Kingman drew a breath. “I can do more than that. I can let you be with him, through the avatar. SHERPA will project your face, your voice. With haptic sensors, you can hold him.”

Francesca felt cold, a layer of ice around her growing panic. “What about our daughters?”

Kingman didn’t hesitate. “They can be there, too. We’ve deactivated the public connection, and no one else is watching him right now except for the doctors and you. The media is clamoring.”

“I don’t want reporters with my husband as he dies,” she snapped.

“No, it’ll just be you. You, and Tammy and Tanya.”

Tears streamed from her eyes. “Let’s hook up the girls again. We don’t have much time.”

Tanya and Tammy crowded next to her on the padded seat while a technician hurriedly reapplied the contact web to the girls. Kingman said, “I’m going to drop you into avatar mode again. The physicians will back off.”

Francesca braced herself, thought about the summits she and Stephen had achieved, the high points of their lives—and not just on mountains. She thought of the open air, the expansive views, the exhilaration of endorphins, the fresh sense of accomplishment. Now she was so far away … but through the haptic sensors she could feel him so close. SHERPA’s hands were her hands, and she was with Stephen again.
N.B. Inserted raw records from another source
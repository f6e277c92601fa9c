//! Error types for vf-core

use thiserror::Error;

/// Core error type for Viewforge
#[derive(Error, Debug)]
pub enum CoreError {
    /// E001: Configuration file not found
    #[error("[E001] Config file not found: {path}")]
    ConfigNotFound { path: String },

    /// E002: Failed to parse configuration file
    #[error("[E002] Failed to parse config: {message}")]
    ConfigParseError { message: String },

    /// E003: Invalid configuration value
    #[error("[E003] Invalid config: {message}")]
    ConfigInvalid { message: String },

    /// E004: Views directory does not exist (full-scan discovery)
    #[error("[E004] Views directory {path} does not exist")]
    ViewsDirNotFound { path: String },

    /// E005: View file not found
    #[error("[E005] View not found: {name}")]
    ViewNotFound { name: String },

    /// E006: Invalid include/exclude glob pattern
    #[error("[E006] Invalid glob pattern '{pattern}': {message}")]
    InvalidPattern { pattern: String, message: String },

    /// E007: Circular dependency detected
    #[error("[E007] Circular dependencies detected involving: {}", nodes.join(", "))]
    CircularDependency { nodes: Vec<String> },

    /// E008: Empty name where a view name is required
    #[error("[E008] Empty name in {context}")]
    EmptyName { context: String },

    /// E009: Two view files resolve to the same view name
    #[error("[E009] Duplicate view name '{name}' in {path1} and {path2}")]
    DuplicateViewName {
        name: String,
        path1: String,
        path2: String,
    },

    /// E014: IO error
    #[error("[E014] IO error: {0}")]
    Io(#[from] std::io::Error),

    /// E016: IO error with file path context
    #[error("[E016] Failed to read '{path}': {source}")]
    IoWithPath {
        path: String,
        source: std::io::Error,
    },

    /// E015: YAML parse error
    #[error("[E015] YAML parse error: {0}")]
    YamlParse(#[from] serde_yaml::Error),
}

/// Result type alias for CoreError
pub type CoreResult<T> = Result<T, CoreError>;
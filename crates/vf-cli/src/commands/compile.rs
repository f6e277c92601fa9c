//! Compile command implementation

use anyhow::{Context, Result};
use std::path::PathBuf;
use vf_core::{FsSourceProvider, ViewName};
use vf_deploy::DeploymentPlanner;
use vf_jinja::CompiledOutput;

use crate::cli::{CompileArgs, GlobalArgs};
use crate::commands::common::{discover_views, load_project, selection, ExitCode};

/// Execute the compile command
pub async fn execute(args: &CompileArgs, global: &GlobalArgs) -> Result<()> {
    let project = load_project(global)?;
    let config = &project.config;

    // Compiled output is always written here, whatever save_compiled says
    let output_dir = args
        .output_dir
        .as_ref()
        .map(PathBuf::from)
        .unwrap_or_else(|| config.compiled_dir_absolute(&project.root));
    let output = CompiledOutput::new(&output_dir, config.views_dir_absolute(&project.root));

    let planner = DeploymentPlanner::new(&project.root, config, &FsSourceProvider)
        .context("Failed to prepare compilation")?
        .with_output(Some(output));

    let Some((targets, available)) = discover_views(&planner, &selection(&args.selection))? else {
        return Ok(());
    };

    let mut registry = planner.pre_register(&available);
    let graph = planner.graph(&available);
    let order: Vec<ViewName> = match planner.order(&graph, &targets) {
        Ok(order) => order,
        Err(e) => {
            eprintln!("Dependency error: {}", e);
            targets.iter().map(|f| f.name.clone()).collect()
        }
    };

    println!("Compiling {} views...\n", order.len());

    let mut compiled = 0;
    let mut failed = 0;
    for name in &order {
        let Some(file) = targets.iter().find(|f| &f.name == name) else {
            continue;
        };
        match planner.compile_view(file, &mut registry) {
            Ok((view, _)) => {
                compiled += 1;
                println!("  ✓ {} -> {}", view.name, view.full_name);
            }
            Err(e) => {
                failed += 1;
                println!("  ✗ {}: {}", name, e);
            }
        }
    }

    println!();
    println!("Compiled {}/{} views", compiled, order.len());
    println!("  Output directory: {}", output_dir.display());

    if failed > 0 {
        return Err(ExitCode(1).into());
    }

    Ok(())
}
“Something isn’t … right,” Stephen said. He seemed very dizzy and disoriented, lightheaded. “I’m hurt bad, aren’t I?”

She wouldn’t lie. “I’m sorry.”

“I thought so. Helicopters coming?”

“They’re on the way right now.”

When Stephen looked up at her, his expression fell. Through the projected overlay image on the avatar’s face, he could read her real thoughts. “Won’t get here in time.”

“There’s always a chance, Stephen! Always a chance.”
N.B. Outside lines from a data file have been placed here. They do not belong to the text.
//! BigQuery warehouse placeholder
//!
//! Projects targeting BigQuery can be compiled, validated and dry-run
//! locally. Executing against BigQuery is not implemented.

use crate::error::{DbError, DbResult};
use crate::traits::Warehouse;
use async_trait::async_trait;

/// BigQuery warehouse backend (placeholder)
#[derive(Debug, Clone)]
pub struct BigQueryWarehouse {
    project: String,
    location: Option<String>,
}

impl BigQueryWarehouse {
    /// Create a placeholder for a BigQuery project
    pub fn new(project: impl Into<String>, location: Option<String>) -> Self {
        Self {
            project: project.into(),
            location,
        }
    }

    fn not_implemented<T>(&self, feature: &str) -> DbResult<T> {
        Err(DbError::NotImplemented {
            backend: format!(
                "bigquery (project {}{})",
                self.project,
                self.location
                    .as_deref()
                    .map(|l| format!(", location {}", l))
                    .unwrap_or_default()
            ),
            feature: feature.to_string(),
        })
    }
}

#[async_trait]
impl Warehouse for BigQueryWarehouse {
    async fn execute(&self, _sql: &str) -> DbResult<()> {
        self.not_implemented("execute")
    }

    async fn create_schema_if_not_exists(
        &self,
        _catalog: Option<&str>,
        _schema: &str,
    ) -> DbResult<()> {
        self.not_implemented("create_schema_if_not_exists")
    }

    fn warehouse_type(&self) -> &'static str {
        "bigquery"
    }
}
“I see your face. After all these years … I can read you.”

He would not have wanted her to sugarcoat the situation. With so little time left, he deserved to know, to face his fate, to be with them. “They think you have severe internal bleeding.”

“I feel … loopy.”

She squeezed, and SHERPA’s hand clasped his arm. “I wish you were here,” he said.

“Actually, I wish you were here. Just one of the armchair mountaineers letting someone else take the risk.” Her voice cracked.

“I like to do things for myself.” He spoke slowly, as if each word were a heavy weight to be lifted out of his mouth. “Is everyone else watching, too?”

“No, just us … and the girls. Tanya and Tammy are holding you along with me. Can you feel this?” She squeezed again. “They have the touch sensors, too. We’re all here.”

“Good, I’ll take that. Better than dying alone on a mountainside.”

“You’re not alone. We’re here.” Francesca leaned forward in the control lounge chair, and SHERPA’s arms extended on the ice slope, embracing Stephen, wrapping around him and holding him. She could feel his solidity, feel his touch. Through the avatar’s haptic sensors, they were right beside him. The girls felt the same thing.

Francesca was shuddering and trembling as she stifled her sobs so Stephen wouldn’t notice. “I love you.” He grew quieter, but he was smiling, comforted to have them next to him.

Francesca held him. His daughters held him. With a simple adjustment, the whole world could hold him in his last moments, but for now she had him to herself. They were there for him, and Stephen went quietly under the cold, bright sky after summiting a mountaintop he had always wanted to do—with his family.

In the control lounge, the three remained connected to SHERPA long after he was gone. It wasn’t until the audio pickups brought her the sound of approaching helicopters in the high, thin air did she relinquish control so the telepresence physicians and the Search and Rescue teams could save James.

They would also bring Stephen’s body back to her, but through the avatar she already had an experience that was far more meaningful, far more precious to her, and she held onto that, even as she let go of her husband.